• **What this task involves**
In the entries below, count every line that has the string "Some", and answer with that count alone.

• **Material for this task**
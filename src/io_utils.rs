//! I/O utilities for CSV and JSON payloads, encoding and delimiter resolution.
//!
//! All file I/O in impact-series flows through this module:
//!
//! - **Delimiter resolution**: extension-based auto-detection (`.csv` → comma,
//!   `.tsv` → tab) with manual override support.
//! - **Encoding**: input decoding via `encoding_rs`, defaulting to UTF-8.
//! - **Reader/writer construction**: `open_csv_reader`, `open_csv_writer`.
//! - **stdin/stdout**: the `-` path convention routes through standard streams.

use std::{
    fs::File,
    io::{BufReader, BufWriter, Read, Write},
    path::Path,
};

use anyhow::{Context, Result, anyhow};
use csv::{QuoteStyle, Trim};
use encoding_rs::{Encoding, UTF_8};

pub const DEFAULT_CSV_DELIMITER: u8 = b',';
pub const DEFAULT_TSV_DELIMITER: u8 = b'\t';

pub fn is_dash(path: &Path) -> bool {
    path == Path::new("-")
}

pub fn resolve_encoding(label: Option<&str>) -> Result<&'static Encoding> {
    match label {
        Some(value) => Encoding::for_label(value.trim().as_bytes())
            .ok_or_else(|| anyhow!("Unknown encoding '{value}'")),
        None => Ok(UTF_8),
    }
}

pub fn resolve_input_delimiter(path: &Path, provided: Option<u8>) -> u8 {
    provided.unwrap_or_else(|| match path.extension().and_then(|ext| ext.to_str()) {
        Some(ext) if ext.eq_ignore_ascii_case("tsv") => DEFAULT_TSV_DELIMITER,
        _ => DEFAULT_CSV_DELIMITER,
    })
}

pub fn resolve_output_delimiter(path: Option<&Path>, provided: Option<u8>) -> u8 {
    if let Some(delim) = provided {
        return delim;
    }
    match path.and_then(|p| p.extension()).and_then(|ext| ext.to_str()) {
        Some(ext) if ext.eq_ignore_ascii_case("tsv") => DEFAULT_TSV_DELIMITER,
        _ => DEFAULT_CSV_DELIMITER,
    }
}

/// Uploads may carry a space after each delimiter; surrounding whitespace is trimmed.
pub fn open_csv_reader<R>(reader: R, delimiter: u8) -> csv::Reader<R>
where
    R: Read,
{
    let mut builder = csv::ReaderBuilder::new();
    builder
        .has_headers(true)
        .delimiter(delimiter)
        .double_quote(true)
        .trim(Trim::All)
        .flexible(false);
    builder.from_reader(reader)
}

pub fn open_input(path: &Path) -> Result<Box<dyn Read>> {
    if is_dash(path) {
        Ok(Box::new(std::io::stdin().lock()))
    } else {
        Ok(Box::new(BufReader::new(
            File::open(path).with_context(|| format!("Opening input file {path:?}"))?,
        )))
    }
}

pub fn read_to_string(path: &Path, encoding: &'static Encoding) -> Result<String> {
    let mut bytes = Vec::new();
    open_input(path)?
        .read_to_end(&mut bytes)
        .with_context(|| format!("Reading {path:?}"))?;
    decode_bytes(&bytes, encoding)
}

pub fn read_json(path: &Path) -> Result<serde_json::Value> {
    let text = read_to_string(path, UTF_8)?;
    serde_json::from_str(&text).with_context(|| format!("Parsing JSON payload {path:?}"))
}

pub fn open_output(path: Option<&Path>) -> Result<Box<dyn Write>> {
    match path {
        Some(p) if !is_dash(p) => Ok(Box::new(BufWriter::new(
            File::create(p).with_context(|| format!("Creating output file {p:?}"))?,
        ))),
        _ => Ok(Box::new(std::io::stdout())),
    }
}

pub fn open_csv_writer(path: Option<&Path>, delimiter: u8) -> Result<csv::Writer<Box<dyn Write>>> {
    let mut builder = csv::WriterBuilder::new();
    builder
        .delimiter(delimiter)
        .quote_style(QuoteStyle::Necessary)
        .double_quote(true);
    Ok(builder.from_writer(open_output(path)?))
}

pub fn decode_bytes(bytes: &[u8], encoding: &'static Encoding) -> Result<String> {
    let (text, _, had_errors) = encoding.decode(bytes);
    if had_errors {
        Err(anyhow!(
            "Failed to decode text with encoding {}",
            encoding.name()
        ))
    } else {
        Ok(text.into_owned())
    }
}

pub fn decode_record(record: &csv::ByteRecord, encoding: &'static Encoding) -> Result<Vec<String>> {
    record
        .iter()
        .map(|field| decode_bytes(field, encoding))
        .collect()
}

pub fn reader_headers<R>(
    reader: &mut csv::Reader<R>,
    encoding: &'static Encoding,
) -> Result<Vec<String>>
where
    R: Read,
{
    let headers = reader.byte_headers()?.clone();
    decode_record(&headers, encoding)
}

• **Exercise response**
5